SUPPLIED MATERIAL —
————

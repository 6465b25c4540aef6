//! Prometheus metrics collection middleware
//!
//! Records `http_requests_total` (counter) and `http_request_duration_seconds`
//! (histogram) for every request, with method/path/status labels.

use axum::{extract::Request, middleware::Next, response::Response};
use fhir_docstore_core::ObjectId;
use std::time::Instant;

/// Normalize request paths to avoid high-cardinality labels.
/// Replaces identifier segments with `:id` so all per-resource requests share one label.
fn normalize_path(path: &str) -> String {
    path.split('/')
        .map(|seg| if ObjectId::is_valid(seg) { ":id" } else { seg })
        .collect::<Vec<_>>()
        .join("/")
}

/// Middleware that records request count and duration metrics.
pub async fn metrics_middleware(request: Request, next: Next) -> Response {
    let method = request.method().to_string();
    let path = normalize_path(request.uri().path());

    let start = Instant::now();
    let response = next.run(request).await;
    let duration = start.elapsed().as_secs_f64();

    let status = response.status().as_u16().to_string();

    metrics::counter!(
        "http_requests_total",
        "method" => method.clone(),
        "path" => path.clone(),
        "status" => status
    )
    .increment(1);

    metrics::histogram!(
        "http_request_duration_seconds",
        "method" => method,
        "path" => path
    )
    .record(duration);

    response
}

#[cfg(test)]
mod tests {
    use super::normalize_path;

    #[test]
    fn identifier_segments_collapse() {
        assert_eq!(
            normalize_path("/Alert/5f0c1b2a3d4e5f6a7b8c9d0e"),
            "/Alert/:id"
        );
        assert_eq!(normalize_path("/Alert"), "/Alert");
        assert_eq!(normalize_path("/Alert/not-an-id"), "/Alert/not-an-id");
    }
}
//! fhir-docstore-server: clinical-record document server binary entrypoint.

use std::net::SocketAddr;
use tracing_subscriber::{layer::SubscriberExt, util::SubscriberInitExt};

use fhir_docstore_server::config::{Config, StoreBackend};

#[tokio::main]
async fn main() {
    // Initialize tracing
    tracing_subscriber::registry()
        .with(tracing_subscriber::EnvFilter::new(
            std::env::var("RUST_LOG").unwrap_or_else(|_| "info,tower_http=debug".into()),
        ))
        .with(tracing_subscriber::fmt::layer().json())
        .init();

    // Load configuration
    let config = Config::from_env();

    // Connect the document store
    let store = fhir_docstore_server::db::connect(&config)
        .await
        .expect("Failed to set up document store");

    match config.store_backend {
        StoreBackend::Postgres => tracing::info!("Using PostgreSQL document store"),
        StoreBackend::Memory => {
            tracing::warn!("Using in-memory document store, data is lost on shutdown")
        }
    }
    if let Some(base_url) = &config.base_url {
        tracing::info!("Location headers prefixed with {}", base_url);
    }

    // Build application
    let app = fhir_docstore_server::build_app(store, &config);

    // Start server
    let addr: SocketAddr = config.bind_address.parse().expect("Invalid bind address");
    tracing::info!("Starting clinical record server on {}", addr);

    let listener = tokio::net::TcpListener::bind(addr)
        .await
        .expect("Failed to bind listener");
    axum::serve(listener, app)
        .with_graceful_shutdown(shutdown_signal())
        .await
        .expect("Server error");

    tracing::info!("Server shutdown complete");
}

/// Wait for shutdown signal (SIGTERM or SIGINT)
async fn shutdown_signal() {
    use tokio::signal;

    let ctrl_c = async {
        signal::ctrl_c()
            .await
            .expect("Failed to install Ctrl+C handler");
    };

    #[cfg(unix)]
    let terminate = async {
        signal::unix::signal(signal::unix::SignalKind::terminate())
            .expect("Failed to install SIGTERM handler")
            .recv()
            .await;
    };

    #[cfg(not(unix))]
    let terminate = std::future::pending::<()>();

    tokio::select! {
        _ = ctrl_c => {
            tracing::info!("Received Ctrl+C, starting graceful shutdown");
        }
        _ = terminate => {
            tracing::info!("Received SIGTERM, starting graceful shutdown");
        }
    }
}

————

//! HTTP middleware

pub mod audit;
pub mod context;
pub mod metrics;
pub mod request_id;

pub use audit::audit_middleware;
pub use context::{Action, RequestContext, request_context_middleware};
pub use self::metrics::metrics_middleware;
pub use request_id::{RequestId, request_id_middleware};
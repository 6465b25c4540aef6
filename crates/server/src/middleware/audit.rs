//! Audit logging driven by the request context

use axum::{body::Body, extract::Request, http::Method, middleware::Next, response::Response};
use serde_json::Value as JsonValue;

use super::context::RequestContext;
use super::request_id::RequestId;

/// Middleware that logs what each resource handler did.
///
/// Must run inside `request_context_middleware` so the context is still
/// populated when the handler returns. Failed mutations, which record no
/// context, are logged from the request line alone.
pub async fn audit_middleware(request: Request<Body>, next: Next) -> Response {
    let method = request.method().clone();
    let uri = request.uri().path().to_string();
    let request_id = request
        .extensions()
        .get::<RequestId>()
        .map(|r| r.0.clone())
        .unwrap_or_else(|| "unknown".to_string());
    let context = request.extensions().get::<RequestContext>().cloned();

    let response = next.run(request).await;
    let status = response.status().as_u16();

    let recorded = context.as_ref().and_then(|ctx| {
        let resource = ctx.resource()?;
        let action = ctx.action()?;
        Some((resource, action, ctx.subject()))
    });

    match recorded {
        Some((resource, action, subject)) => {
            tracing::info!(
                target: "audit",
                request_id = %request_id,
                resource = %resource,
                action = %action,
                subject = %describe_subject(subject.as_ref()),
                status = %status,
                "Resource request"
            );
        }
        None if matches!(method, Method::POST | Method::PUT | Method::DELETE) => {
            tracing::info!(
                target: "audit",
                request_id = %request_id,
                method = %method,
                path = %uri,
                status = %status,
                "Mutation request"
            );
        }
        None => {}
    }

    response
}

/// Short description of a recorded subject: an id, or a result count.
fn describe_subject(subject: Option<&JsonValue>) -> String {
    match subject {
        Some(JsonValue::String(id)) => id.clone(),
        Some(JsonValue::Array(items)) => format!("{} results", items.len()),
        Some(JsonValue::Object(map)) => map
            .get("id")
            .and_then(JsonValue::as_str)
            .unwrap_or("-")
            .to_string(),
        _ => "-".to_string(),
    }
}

————

WORK ITEM —
Lines containing the word "unix" must be found in the data above and copied.

RESPONSE —
    #[cfg(unix)]
        signal::unix::signal(signal::unix::SignalKind::terminate())
    #[cfg(not(unix))]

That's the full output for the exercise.